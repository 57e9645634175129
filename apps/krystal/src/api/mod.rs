//! # Krystal HTTP API Module
//!
//! HTTP REST API server using axum.
//!
//! ## Endpoints
//!
//! - `GET /health` - Health check
//! - `GET /status` - Network size and density
//! - `POST /network` - Replace the network and analyse it
//! - `GET /analysis` - Full analysis of the current network
//! - `GET /influence/{id}` - Influence score of one entity
//! - `POST /paths` - Connection paths between two entities
//! - `POST /neighbors` - Neighbours of an entity
//! - `GET /export?format=json|canonical` - Export the network
//! - `GET /hash` - BLAKE3 hash of the canonical export
//! - `POST /investigate` - Build a network from a news query
//!
//! ## Security Configuration (Environment Variables)
//!
//! - `KRYSTAL_CORS_ORIGINS`: Comma-separated allowed origins, or "*" for all (default: localhost only)
//! - `KRYSTAL_RATE_LIMIT`: Requests per second (default: 100, 0 to disable)
//! - `KRYSTAL_API_KEY`: If set, requires Bearer token authentication

mod auth;
mod handlers;
mod middleware;
mod types;

pub use auth::{API_KEY_ENV, get_api_key_from_env};
pub use middleware::{RATE_LIMIT_ENV, create_rate_limiter, get_rate_limit_from_env};
pub use handlers::{
    analysis_handler, export_handler, hash_handler, health_handler, influence_handler,
    investigate_handler, neighbors_handler, network_handler, paths_handler, status_handler,
};
pub use types::{
    ExportQuery, ExportResponse, HashResponse, HealthResponse, InfluenceResponse,
    InvestigateRequest, InvestigateResponse, MAX_QUERY_LENGTH, NeighborsRequest,
    NeighborsResponse, NetworkRequest, NetworkResponse, PathsRequest, PathsResponse,
    StatusResponse,
};

use crate::sources::DataSources;
use axum::{
    Router,
    http::{HeaderValue, Method, header},
    middleware as axum_middleware,
    routing::{get, post},
};
use krystal_core::{KrystalError, NetworkBackend, NetworkSnapshot, PowerMapper};
use std::sync::Arc;
use tokio::sync::{Mutex, RwLock};
use tower_http::cors::{AllowOrigin, CorsLayer};
use tower_http::trace::TraceLayer;

/// Environment variable holding the allowed CORS origins.
pub const CORS_ORIGINS_ENV: &str = "KRYSTAL_CORS_ORIGINS";

// =============================================================================
// SERVER STATE
// =============================================================================

/// Shared server state.
#[derive(Clone)]
pub struct AppState {
    /// The analysed network.
    pub mapper: Arc<RwLock<PowerMapper>>,
    /// External data sources used by `/investigate`.
    pub sources: DataSources,
    /// Where replaced networks are persisted. `None` keeps them in memory.
    pub backend: Option<Arc<Mutex<NetworkBackend>>>,
}

impl AppState {
    #[must_use]
    pub fn new(mapper: PowerMapper, sources: DataSources) -> Self {
        Self {
            mapper: Arc::new(RwLock::new(mapper)),
            sources,
            backend: None,
        }
    }

    /// Persist every replaced network to `backend`.
    #[must_use]
    pub fn with_backend(mut self, backend: NetworkBackend) -> Self {
        self.backend = Some(Arc::new(Mutex::new(backend)));
        self
    }

    /// Apply `change` to the network and persist the result.
    ///
    /// The write lock is held until the save completes, so the stored network
    /// always matches the in-memory one. If either step fails, the previous
    /// network is restored.
    pub async fn commit<T>(
        &self,
        change: impl FnOnce(&mut PowerMapper) -> Result<T, KrystalError>,
    ) -> Result<T, KrystalError> {
        let mut mapper = self.mapper.write().await;
        let previous = mapper.clone();

        let value = match change(&mut *mapper) {
            Ok(value) => value,
            Err(e) => {
                *mapper = previous;
                return Err(e);
            }
        };

        if let Err(e) = self.persist(&mapper.snapshot()).await {
            tracing::warn!("Persist failed, previous network restored: {}", e);
            *mapper = previous;
            return Err(e);
        }
        Ok(value)
    }

    /// Save `snapshot` to the backend, if there is one.
    async fn persist(&self, snapshot: &NetworkSnapshot) -> Result<(), KrystalError> {
        let Some(backend) = &self.backend else {
            return Ok(());
        };
        let mut backend = backend.lock().await;
        backend.save(snapshot)?;
        tracing::debug!(
            backend = backend.name(),
            entities = snapshot.entities.len(),
            relationships = snapshot.relationships.len(),
            "Network persisted"
        );
        Ok(())
    }
}

// =============================================================================
// CORS CONFIGURATION
// =============================================================================

/// Origins allowed when `KRYSTAL_CORS_ORIGINS` names none: a local dashboard.
const DEFAULT_CORS_ORIGINS: [&str; 2] = ["http://localhost:3000", "http://127.0.0.1:3000"];

/// Origins named by a `KRYSTAL_CORS_ORIGINS` value. `None` allows any origin.
fn cors_origins(value: Option<&str>) -> Option<Vec<HeaderValue>> {
    let list = value.unwrap_or_default().trim();
    if list == "*" {
        return None;
    }

    let origins: Vec<HeaderValue> = list
        .split(',')
        .map(str::trim)
        .filter(|o| !o.is_empty())
        .filter_map(|o| {
            o.parse::<HeaderValue>()
                .inspect_err(|e| tracing::warn!("CORS: ignoring origin '{}': {}", o, e))
                .ok()
        })
        .collect();

    if origins.is_empty() {
        Some(
            DEFAULT_CORS_ORIGINS
                .iter()
                .map(|o| HeaderValue::from_static(o))
                .collect(),
        )
    } else {
        Some(origins)
    }
}

/// JSON reads and posts, optionally with a bearer key.
fn build_cors_layer() -> CorsLayer {
    let layer = CorsLayer::new()
        .allow_methods([Method::GET, Method::POST])
        .allow_headers([header::CONTENT_TYPE, header::AUTHORIZATION]);

    match cors_origins(std::env::var(CORS_ORIGINS_ENV).ok().as_deref()) {
        Some(origins) => layer.allow_origin(origins),
        None => {
            tracing::warn!("CORS: {}=* allows every origin", CORS_ORIGINS_ENV);
            layer.allow_origin(AllowOrigin::any())
        }
    }
}

// =============================================================================
// ROUTER CREATION
// =============================================================================

/// Create the axum router with all endpoints and middleware.
///
/// Middleware stack (outer to inner):
/// 1. Tracing
/// 2. CORS
/// 3. Body limit (2 MiB)
/// 4. Rate limiting (if enabled)
/// 5. Authentication (if configured)
pub fn create_router(state: AppState) -> Router {
    let cors = build_cors_layer();

    let rate_limit = get_rate_limit_from_env();
    let rate_limiter = if rate_limit > 0 {
        tracing::info!("Rate limiting enabled: {} requests/second", rate_limit);
        Some(create_rate_limiter(rate_limit))
    } else {
        tracing::info!("Rate limiting disabled");
        None
    };

    let has_auth = get_api_key_from_env().is_some();
    if has_auth {
        tracing::info!("API key authentication enabled");
    } else {
        tracing::warn!(
            "API key authentication DISABLED - all endpoints are publicly accessible. \
             Set {} to enable authentication.",
            API_KEY_ENV
        );
    }

    let mut router = Router::new()
        .route("/health", get(handlers::health_handler))
        .route("/status", get(handlers::status_handler))
        .route("/network", post(handlers::network_handler))
        .route("/analysis", get(handlers::analysis_handler))
        .route("/influence/{id}", get(handlers::influence_handler))
        .route("/paths", post(handlers::paths_handler))
        .route("/neighbors", post(handlers::neighbors_handler))
        .route("/export", get(handlers::export_handler))
        .route("/hash", get(handlers::hash_handler))
        .route("/investigate", post(handlers::investigate_handler));

    if has_auth {
        router = router.layer(axum_middleware::from_fn(auth::api_key_auth_middleware));
    }

    if let Some(limiter) = rate_limiter {
        router = router.layer(axum_middleware::from_fn_with_state(
            limiter,
            middleware::rate_limit_middleware,
        ));
    }

    router
        .layer(axum::extract::DefaultBodyLimit::max(2 * 1024 * 1024))
        .layer(cors)
        .layer(TraceLayer::new_for_http())
        .with_state(state)
}

// =============================================================================
// SERVER STARTUP
// =============================================================================

/// Start the HTTP server.
pub async fn run_server(addr: &str, state: AppState) -> Result<(), KrystalError> {
    let router = create_router(state);

    let listener = tokio::net::TcpListener::bind(addr)
        .await
        .map_err(|e| KrystalError::IoError(format!("Bind failed: {}", e)))?;

    tracing::info!("Krystal HTTP server listening on {}", addr);

    axum::serve(listener, router)
        .await
        .map_err(|e| KrystalError::IoError(format!("Server error: {}", e)))
}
•••
> **REQUIRED ACTION**
Start at the first line of the entries and stop at the line with "the canonical export". Retype each of those lines exactly, both ends included.

> **OUTPUT**
repository 57e9645634175129
filename apps/krystal/src/api/mod.rs
//! # Krystal HTTP API Module
//!
//! HTTP REST API server using axum.
//!
//! ## Endpoints
//!
//! - `GET /health` - Health check
//! - `GET /status` - Network size and density
//! - `POST /network` - Replace the network and analyse it
//! - `GET /analysis` - Full analysis of the current network
//! - `GET /influence/{id}` - Influence score of one entity
//! - `POST /paths` - Connection paths between two entities
//! - `POST /neighbors` - Neighbours of an entity
//! - `GET /export?format=json|canonical` - Export the network
//! - `GET /hash` - BLAKE3 hash of the canonical export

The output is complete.